Task description:
Give back exactly the lines of the entries below from the line with "repository f742374c1d4df977" to the line with "filename gantry_core/src/channel.rs", inclusive, and only those.

Source material below:

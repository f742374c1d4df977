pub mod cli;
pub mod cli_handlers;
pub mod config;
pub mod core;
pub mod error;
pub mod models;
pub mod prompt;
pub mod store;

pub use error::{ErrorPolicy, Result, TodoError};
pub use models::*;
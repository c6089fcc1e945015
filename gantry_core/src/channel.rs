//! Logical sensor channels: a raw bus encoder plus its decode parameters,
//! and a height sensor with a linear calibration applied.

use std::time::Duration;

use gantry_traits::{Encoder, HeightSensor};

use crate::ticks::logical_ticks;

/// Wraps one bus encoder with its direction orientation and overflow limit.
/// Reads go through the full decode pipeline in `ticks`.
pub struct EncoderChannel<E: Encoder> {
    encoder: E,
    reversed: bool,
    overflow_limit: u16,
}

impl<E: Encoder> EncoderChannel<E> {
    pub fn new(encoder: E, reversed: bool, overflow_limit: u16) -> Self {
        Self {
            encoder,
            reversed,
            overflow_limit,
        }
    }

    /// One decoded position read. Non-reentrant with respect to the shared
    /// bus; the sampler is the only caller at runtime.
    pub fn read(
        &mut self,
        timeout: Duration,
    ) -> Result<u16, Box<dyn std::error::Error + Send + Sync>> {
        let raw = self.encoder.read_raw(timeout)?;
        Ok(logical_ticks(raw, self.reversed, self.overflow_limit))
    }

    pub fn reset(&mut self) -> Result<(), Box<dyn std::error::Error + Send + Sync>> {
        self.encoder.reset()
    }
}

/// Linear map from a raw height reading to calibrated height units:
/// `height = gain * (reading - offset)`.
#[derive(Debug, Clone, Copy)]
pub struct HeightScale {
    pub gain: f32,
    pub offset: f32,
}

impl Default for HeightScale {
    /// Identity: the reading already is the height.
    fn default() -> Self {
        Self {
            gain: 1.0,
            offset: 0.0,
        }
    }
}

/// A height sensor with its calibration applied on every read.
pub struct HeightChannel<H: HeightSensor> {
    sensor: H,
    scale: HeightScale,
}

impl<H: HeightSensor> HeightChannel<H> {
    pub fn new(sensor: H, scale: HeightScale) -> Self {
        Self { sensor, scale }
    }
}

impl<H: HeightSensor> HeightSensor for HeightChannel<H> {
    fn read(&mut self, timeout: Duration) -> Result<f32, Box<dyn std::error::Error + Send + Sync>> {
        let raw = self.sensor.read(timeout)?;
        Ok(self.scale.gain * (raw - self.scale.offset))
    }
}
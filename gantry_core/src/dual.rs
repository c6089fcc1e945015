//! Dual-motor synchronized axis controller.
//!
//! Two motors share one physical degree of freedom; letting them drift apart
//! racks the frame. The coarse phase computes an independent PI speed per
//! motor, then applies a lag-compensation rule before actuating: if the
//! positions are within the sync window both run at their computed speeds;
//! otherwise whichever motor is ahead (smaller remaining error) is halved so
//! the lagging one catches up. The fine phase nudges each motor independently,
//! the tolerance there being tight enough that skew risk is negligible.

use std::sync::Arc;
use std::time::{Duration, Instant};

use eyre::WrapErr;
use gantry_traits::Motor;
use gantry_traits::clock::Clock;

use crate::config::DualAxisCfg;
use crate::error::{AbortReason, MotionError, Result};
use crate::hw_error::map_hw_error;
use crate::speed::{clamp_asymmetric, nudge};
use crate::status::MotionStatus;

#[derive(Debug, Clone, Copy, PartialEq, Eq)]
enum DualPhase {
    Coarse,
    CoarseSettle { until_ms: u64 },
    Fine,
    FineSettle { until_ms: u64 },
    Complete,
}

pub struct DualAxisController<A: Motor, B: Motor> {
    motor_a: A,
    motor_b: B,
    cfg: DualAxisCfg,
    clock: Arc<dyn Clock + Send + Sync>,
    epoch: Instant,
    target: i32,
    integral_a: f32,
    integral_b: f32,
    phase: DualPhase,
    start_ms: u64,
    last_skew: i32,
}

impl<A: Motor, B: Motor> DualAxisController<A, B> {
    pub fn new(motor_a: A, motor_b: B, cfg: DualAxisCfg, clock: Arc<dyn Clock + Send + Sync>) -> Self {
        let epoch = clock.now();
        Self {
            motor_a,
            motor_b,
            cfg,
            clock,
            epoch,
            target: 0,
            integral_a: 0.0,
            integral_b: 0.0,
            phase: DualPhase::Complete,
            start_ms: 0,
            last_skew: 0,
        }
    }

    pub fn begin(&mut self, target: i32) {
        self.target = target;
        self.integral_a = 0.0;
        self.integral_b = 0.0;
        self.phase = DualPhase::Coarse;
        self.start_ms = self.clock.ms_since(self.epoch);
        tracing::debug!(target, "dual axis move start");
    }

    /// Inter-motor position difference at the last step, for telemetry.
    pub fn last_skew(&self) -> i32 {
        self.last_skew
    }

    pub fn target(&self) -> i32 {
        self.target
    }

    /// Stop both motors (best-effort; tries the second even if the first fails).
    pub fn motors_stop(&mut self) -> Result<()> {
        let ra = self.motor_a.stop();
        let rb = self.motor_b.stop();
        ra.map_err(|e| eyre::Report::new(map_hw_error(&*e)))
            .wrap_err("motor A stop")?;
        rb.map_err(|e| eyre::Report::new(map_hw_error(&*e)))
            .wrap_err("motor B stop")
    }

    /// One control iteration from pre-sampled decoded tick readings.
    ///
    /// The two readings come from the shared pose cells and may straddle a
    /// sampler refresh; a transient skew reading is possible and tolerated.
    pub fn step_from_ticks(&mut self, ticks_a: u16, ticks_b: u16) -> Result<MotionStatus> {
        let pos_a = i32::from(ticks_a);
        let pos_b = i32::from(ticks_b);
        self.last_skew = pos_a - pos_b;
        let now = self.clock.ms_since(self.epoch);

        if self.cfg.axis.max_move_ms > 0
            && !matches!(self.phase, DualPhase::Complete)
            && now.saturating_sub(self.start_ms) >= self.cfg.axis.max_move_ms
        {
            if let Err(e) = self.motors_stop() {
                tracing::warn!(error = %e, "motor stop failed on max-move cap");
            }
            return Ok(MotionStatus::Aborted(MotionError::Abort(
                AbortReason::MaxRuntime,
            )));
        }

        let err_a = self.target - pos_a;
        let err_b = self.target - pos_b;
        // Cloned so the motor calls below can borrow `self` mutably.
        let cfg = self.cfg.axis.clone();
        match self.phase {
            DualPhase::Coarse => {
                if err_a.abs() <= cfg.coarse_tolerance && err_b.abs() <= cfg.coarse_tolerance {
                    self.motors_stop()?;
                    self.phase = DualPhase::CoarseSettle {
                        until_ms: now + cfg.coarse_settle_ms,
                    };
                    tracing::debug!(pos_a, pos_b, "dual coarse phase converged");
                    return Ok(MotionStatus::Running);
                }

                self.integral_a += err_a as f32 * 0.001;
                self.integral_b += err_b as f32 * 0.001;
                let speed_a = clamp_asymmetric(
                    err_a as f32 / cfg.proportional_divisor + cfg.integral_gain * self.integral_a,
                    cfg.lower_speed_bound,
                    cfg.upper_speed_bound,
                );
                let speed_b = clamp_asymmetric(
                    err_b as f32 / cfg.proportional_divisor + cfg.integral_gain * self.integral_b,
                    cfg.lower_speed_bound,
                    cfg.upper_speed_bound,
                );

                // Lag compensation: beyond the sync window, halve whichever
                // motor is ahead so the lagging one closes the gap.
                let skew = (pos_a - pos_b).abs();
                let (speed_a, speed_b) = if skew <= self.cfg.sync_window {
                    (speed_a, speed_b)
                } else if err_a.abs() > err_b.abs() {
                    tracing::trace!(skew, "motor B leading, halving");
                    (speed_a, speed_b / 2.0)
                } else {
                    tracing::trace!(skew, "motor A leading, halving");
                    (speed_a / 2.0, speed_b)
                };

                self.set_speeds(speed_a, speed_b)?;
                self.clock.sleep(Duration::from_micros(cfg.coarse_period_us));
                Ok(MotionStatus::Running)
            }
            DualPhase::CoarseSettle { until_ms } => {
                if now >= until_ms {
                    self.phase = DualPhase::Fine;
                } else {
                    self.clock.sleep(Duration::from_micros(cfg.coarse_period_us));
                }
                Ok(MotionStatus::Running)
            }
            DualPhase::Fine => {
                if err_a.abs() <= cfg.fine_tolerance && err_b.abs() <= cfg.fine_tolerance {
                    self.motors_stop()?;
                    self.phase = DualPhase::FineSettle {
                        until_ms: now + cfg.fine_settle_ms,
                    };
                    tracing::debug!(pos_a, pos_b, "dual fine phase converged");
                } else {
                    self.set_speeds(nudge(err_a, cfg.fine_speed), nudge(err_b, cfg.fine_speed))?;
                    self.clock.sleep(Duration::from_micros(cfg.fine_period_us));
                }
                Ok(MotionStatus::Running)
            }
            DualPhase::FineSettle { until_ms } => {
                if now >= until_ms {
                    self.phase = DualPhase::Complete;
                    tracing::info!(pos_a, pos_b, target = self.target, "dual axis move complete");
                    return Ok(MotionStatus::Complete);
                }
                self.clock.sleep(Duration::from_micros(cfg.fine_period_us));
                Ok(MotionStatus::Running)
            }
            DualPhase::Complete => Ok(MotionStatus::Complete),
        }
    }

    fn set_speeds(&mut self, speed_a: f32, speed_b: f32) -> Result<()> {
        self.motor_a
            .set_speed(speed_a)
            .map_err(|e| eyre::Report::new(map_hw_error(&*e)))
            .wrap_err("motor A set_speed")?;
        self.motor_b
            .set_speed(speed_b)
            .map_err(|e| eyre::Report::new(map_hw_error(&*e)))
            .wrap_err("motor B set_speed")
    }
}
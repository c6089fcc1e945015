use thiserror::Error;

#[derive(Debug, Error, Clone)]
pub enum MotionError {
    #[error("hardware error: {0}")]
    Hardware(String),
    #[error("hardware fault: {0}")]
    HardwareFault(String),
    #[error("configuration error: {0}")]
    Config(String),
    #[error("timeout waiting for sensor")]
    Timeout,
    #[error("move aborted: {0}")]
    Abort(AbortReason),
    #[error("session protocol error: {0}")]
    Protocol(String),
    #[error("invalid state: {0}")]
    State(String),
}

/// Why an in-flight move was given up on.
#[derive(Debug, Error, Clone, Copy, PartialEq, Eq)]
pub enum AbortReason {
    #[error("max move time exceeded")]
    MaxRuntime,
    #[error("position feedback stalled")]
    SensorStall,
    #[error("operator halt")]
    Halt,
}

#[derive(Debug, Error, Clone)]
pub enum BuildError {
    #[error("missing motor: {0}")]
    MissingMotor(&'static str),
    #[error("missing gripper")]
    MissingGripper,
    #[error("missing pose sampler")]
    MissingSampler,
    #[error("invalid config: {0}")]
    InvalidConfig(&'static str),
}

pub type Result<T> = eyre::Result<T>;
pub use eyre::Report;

End of Source material.
Source material below:

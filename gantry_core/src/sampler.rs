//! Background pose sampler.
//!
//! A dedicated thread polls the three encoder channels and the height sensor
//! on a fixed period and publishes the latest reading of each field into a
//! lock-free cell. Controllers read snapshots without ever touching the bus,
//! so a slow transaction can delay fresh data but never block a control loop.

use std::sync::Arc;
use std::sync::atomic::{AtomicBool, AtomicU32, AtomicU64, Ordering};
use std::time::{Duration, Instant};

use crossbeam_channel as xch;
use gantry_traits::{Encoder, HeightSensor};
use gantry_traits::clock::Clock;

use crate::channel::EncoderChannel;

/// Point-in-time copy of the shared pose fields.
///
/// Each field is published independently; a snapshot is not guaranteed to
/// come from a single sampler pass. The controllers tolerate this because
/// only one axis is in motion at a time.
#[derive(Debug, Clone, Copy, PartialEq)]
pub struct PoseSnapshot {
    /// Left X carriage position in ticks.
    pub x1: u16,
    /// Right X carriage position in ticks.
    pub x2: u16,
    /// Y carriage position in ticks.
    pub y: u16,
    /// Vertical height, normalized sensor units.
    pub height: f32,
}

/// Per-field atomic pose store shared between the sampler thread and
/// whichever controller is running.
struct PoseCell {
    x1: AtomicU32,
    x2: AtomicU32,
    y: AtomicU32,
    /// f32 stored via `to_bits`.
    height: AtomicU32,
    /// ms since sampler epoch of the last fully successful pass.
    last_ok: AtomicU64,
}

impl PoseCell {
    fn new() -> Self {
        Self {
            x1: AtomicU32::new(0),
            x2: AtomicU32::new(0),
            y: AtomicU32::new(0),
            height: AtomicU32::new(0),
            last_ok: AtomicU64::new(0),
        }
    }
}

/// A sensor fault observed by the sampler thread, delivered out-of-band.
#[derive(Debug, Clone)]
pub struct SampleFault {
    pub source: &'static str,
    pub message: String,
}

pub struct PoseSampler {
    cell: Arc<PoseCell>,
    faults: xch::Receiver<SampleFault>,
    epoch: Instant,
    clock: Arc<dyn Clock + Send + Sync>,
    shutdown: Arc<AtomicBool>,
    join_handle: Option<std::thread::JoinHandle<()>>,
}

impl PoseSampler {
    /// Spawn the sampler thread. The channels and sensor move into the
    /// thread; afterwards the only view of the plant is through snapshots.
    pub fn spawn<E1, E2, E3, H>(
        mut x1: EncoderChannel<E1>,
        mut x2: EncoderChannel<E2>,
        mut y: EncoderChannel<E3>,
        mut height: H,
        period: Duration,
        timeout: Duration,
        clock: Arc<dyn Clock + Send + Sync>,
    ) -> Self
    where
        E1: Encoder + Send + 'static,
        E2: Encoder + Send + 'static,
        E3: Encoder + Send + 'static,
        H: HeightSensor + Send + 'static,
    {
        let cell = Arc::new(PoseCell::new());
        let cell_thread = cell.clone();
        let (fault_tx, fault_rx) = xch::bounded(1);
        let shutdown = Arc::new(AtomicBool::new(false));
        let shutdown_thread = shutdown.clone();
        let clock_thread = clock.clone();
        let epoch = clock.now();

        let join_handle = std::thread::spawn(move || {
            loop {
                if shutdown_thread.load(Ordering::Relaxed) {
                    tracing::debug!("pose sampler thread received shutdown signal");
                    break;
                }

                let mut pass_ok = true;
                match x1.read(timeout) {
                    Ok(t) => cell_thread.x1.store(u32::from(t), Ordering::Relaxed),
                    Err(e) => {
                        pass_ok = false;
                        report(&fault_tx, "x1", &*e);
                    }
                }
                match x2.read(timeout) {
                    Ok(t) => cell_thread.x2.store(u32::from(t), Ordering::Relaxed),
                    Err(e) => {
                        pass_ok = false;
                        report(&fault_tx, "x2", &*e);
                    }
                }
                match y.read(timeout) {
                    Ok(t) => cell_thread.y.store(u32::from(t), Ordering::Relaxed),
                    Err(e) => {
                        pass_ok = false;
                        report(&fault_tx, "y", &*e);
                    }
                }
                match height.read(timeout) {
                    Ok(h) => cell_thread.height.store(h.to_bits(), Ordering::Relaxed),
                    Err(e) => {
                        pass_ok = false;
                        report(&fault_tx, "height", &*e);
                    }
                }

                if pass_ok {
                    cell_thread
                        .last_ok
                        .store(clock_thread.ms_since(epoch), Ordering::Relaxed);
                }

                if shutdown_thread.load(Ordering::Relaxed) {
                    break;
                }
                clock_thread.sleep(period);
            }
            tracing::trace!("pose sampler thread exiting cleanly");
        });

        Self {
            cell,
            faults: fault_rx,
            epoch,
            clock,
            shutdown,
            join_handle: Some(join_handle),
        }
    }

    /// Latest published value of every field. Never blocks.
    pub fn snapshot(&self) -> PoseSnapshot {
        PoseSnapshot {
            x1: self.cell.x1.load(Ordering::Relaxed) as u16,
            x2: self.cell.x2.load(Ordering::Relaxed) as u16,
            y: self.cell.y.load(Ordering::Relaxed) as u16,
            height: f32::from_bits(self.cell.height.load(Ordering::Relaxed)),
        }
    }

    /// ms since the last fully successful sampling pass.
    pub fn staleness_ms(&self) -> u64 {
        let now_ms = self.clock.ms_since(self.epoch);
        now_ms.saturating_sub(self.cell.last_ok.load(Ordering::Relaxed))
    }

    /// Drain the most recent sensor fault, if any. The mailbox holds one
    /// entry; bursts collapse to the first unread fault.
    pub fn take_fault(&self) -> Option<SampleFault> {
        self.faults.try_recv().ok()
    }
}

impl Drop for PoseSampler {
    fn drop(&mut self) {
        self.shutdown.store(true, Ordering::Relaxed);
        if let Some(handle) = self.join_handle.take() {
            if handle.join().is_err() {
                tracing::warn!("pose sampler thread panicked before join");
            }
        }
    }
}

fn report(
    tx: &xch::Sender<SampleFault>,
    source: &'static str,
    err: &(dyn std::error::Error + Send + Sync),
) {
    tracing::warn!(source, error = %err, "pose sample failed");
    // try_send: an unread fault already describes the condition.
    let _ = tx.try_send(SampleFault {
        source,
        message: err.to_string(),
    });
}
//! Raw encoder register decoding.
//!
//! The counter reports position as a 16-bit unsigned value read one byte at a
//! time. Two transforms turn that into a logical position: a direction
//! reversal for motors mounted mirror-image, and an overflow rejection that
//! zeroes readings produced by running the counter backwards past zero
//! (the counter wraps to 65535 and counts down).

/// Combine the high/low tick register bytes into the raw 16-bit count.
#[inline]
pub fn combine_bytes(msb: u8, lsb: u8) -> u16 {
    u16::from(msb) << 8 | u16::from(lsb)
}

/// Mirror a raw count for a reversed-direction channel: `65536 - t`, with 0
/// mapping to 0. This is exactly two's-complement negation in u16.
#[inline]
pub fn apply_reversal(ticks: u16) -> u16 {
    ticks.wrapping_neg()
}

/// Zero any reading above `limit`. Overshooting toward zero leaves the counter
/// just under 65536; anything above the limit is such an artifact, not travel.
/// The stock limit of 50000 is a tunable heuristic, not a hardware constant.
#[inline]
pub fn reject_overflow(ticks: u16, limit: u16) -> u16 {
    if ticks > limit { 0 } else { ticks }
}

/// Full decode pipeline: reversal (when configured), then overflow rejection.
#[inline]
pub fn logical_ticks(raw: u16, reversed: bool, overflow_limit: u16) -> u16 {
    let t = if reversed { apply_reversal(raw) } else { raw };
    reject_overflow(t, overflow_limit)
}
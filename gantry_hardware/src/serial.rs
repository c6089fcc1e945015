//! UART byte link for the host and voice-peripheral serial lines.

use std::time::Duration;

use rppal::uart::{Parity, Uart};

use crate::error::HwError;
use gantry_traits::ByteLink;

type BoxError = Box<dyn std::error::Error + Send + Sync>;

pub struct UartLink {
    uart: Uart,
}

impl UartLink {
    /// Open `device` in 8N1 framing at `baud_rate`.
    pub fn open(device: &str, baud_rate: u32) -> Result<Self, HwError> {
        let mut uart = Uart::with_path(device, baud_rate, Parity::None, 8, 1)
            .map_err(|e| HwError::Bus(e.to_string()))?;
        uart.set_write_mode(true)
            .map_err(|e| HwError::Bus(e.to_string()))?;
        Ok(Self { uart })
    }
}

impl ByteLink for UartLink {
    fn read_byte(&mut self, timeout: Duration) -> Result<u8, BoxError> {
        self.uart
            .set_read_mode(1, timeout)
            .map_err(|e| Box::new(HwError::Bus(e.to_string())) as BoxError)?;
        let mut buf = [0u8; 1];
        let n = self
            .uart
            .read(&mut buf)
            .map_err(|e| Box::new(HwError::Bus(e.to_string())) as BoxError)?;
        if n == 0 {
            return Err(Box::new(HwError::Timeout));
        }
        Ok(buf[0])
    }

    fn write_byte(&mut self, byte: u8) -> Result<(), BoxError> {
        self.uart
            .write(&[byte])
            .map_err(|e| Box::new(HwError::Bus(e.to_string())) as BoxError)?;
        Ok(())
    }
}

End of Source material.
Source material below:

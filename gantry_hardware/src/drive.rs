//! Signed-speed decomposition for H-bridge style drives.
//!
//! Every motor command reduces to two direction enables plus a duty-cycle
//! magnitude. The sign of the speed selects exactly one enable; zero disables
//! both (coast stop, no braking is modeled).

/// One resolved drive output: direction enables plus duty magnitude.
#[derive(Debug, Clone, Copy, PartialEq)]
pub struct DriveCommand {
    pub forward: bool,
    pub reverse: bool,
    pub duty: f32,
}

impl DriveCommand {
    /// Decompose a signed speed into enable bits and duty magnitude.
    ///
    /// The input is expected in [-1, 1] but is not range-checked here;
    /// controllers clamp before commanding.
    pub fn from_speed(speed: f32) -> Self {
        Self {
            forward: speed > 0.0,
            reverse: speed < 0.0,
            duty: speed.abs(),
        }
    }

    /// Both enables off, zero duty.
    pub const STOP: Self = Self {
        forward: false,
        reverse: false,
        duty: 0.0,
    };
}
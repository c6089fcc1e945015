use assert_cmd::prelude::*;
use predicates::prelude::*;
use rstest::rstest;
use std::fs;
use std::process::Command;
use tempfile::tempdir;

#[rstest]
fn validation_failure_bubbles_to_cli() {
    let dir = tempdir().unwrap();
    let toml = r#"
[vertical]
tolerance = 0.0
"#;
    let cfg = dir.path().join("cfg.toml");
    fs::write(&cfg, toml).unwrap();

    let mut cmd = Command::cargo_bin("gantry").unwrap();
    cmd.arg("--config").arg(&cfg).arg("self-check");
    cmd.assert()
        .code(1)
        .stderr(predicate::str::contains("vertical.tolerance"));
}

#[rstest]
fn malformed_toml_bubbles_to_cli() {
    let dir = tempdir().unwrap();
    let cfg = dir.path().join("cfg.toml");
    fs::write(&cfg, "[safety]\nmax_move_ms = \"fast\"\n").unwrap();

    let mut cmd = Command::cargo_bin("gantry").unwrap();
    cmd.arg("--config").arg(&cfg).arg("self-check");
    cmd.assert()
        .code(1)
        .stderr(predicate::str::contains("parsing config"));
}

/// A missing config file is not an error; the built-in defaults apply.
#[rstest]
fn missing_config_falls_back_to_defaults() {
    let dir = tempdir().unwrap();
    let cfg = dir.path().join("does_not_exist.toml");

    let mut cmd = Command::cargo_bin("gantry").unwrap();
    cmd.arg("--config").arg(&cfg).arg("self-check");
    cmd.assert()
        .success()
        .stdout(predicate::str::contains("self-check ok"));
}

End of Source material.

Your response:
repository f742374c1d4df977
pub mod cli;
pub mod cli_handlers;
pub mod config;
pub mod core;
pub mod error;
pub mod models;
pub mod prompt;
pub mod store;

pub use error::{ErrorPolicy, Result, TodoError};
pub use models::*;
repository c6089fcc1e945015
filename gantry_core/src/channel.rs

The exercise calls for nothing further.